Abstract

A synthetic 23-mer peptide that mimics the sequence of the putative transmembrane M2 segment of the Torpedo californica acetylcholine receptor (AcChoR) delta subunit--Glu-Lys-Met-Ser-Thr-Ala-Ile-Ser-Val-Leu-Leu-Ala-Gln-Ala-Val-Phe-Leu- Leu-Leu-Thr-Ser-Gln-Arg--forms discrete ionic channels in phosphatidylcholine bilayers. In contrast, a synthetic peptide that mimics the sequence of the putative M1 transmembrane segment of the Torpedo AcChoR delta subunit--Leu-Phe-Tyr-Val-Ile-Asn-Phe-Ile-Thr-Pro-Cys-Val-Leu-Ile-Ser-Phe- Leu-Ala-Ser-Leu-Ala-Phe-Tyr--does not form channels.
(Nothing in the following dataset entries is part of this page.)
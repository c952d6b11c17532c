//! Open-Meteo current weather client.
//!
//! [Open-Meteo](https://open-meteo.com) serves forecasts without an API key.
//! HomeHub only needs the current temperature and condition, so this client
//! asks for exactly `temperature_2m` and `weather_code` of the `current` block.

use homehub_core::logging::targets;
use serde::Deserialize;

use crate::error::{NetworkError, Result};
use crate::http::HttpClient;

/// Public Open-Meteo endpoint.
pub const DEFAULT_BASE_URL: &str = "https://api.open-meteo.com";

/// Current conditions at a coordinate.
#[derive(Debug, Clone, PartialEq)]
pub struct CurrentConditions {
    /// Air temperature two metres above ground, in degrees Celsius.
    pub temperature_c: f64,
    /// WMO weather interpretation code.
    pub weather_code: u8,
}

impl CurrentConditions {
    /// Symbol name for the condition, see [`symbol_for_code`].
    pub fn symbol(&self) -> &'static str {
        symbol_for_code(self.weather_code)
    }
}

#[derive(Debug, Deserialize)]
struct ForecastResponse {
    current: Option<CurrentBlock>,
}

#[derive(Debug, Deserialize)]
struct CurrentBlock {
    temperature_2m: Option<f64>,
    weather_code: Option<u8>,
}

/// Client for the Open-Meteo forecast endpoint.
#[derive(Debug, Clone)]
pub struct OpenMeteoClient {
    http: HttpClient,
    base_url: String,
}

impl OpenMeteoClient {
    /// Create a client against the public endpoint.
    pub fn new(http: HttpClient) -> Self {
        Self::with_base_url(http, DEFAULT_BASE_URL)
    }

    /// Create a client against another endpoint (mirrors, test servers).
    pub fn with_base_url(http: HttpClient, base_url: impl Into<String>) -> Self {
        let mut base_url = base_url.into();
        while base_url.ends_with('/') {
            base_url.pop();
        }
        Self { http, base_url }
    }

    /// The endpoint root requests are sent to.
    pub fn base_url(&self) -> &str {
        &self.base_url
    }

    /// Fetch current conditions for a coordinate.
    pub async fn current(&self, latitude: f64, longitude: f64) -> Result<CurrentConditions> {
        let url = format!("{}/v1/forecast", self.base_url);
        let query = [
            ("latitude", latitude.to_string()),
            ("longitude", longitude.to_string()),
            ("current", "temperature_2m,weather_code".to_string()),
            ("timezone", "auto".to_string()),
        ];

        let response: ForecastResponse = self.http.get_json(&url, &query).await?;
        let current = response
            .current
            .ok_or_else(|| NetworkError::InvalidBody("missing `current` block".into()))?;

        let temperature_c = current
            .temperature_2m
            .ok_or_else(|| NetworkError::InvalidBody("missing `temperature_2m`".into()))?;
        let weather_code = current
            .weather_code
            .ok_or_else(|| NetworkError::InvalidBody("missing `weather_code`".into()))?;

        tracing::debug!(
            target: targets::NET,
            latitude,
            longitude,
            temperature_c,
            weather_code,
            "current conditions"
        );

        Ok(CurrentConditions {
            temperature_c,
            weather_code,
        })
    }
}

/// Map a WMO weather interpretation code to a symbol name.
///
/// Names follow the system symbol set the dashboard renders (`sun.max`,
/// `cloud.rain`, ...). Unknown codes map to `questionmark`.
pub fn symbol_for_code(code: u8) -> &'static str {
    match code {
        0 => "sun.max",
        1 | 2 => "cloud.sun",
        3 => "cloud",
        45 | 48 => "cloud.fog",
        51 | 53 | 55 | 56 | 57 => "cloud.drizzle",
        61 | 63 | 66 => "cloud.rain",
        65 | 67 | 80 | 81 | 82 => "cloud.heavyrain",
        71 | 73 | 75 | 77 | 85 | 86 => "cloud.snow",
        95 => "cloud.bolt",
        96 | 99 => "cloud.bolt.rain",
        _ => "questionmark",
    }
}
The synthetic M2 delta channel peptide exhibits features that are characteristic of the authentic AcChoR channel, such as single channel conductances, discrimination of cations over anions, and channel lifetimes for open and closed states in the millisecond time range. Energetic considerations suggest that an aggregate of five amphipathic alpha-helices conforms the channel. Thus, the M2 segment may be a component of the AcChoR channel structure.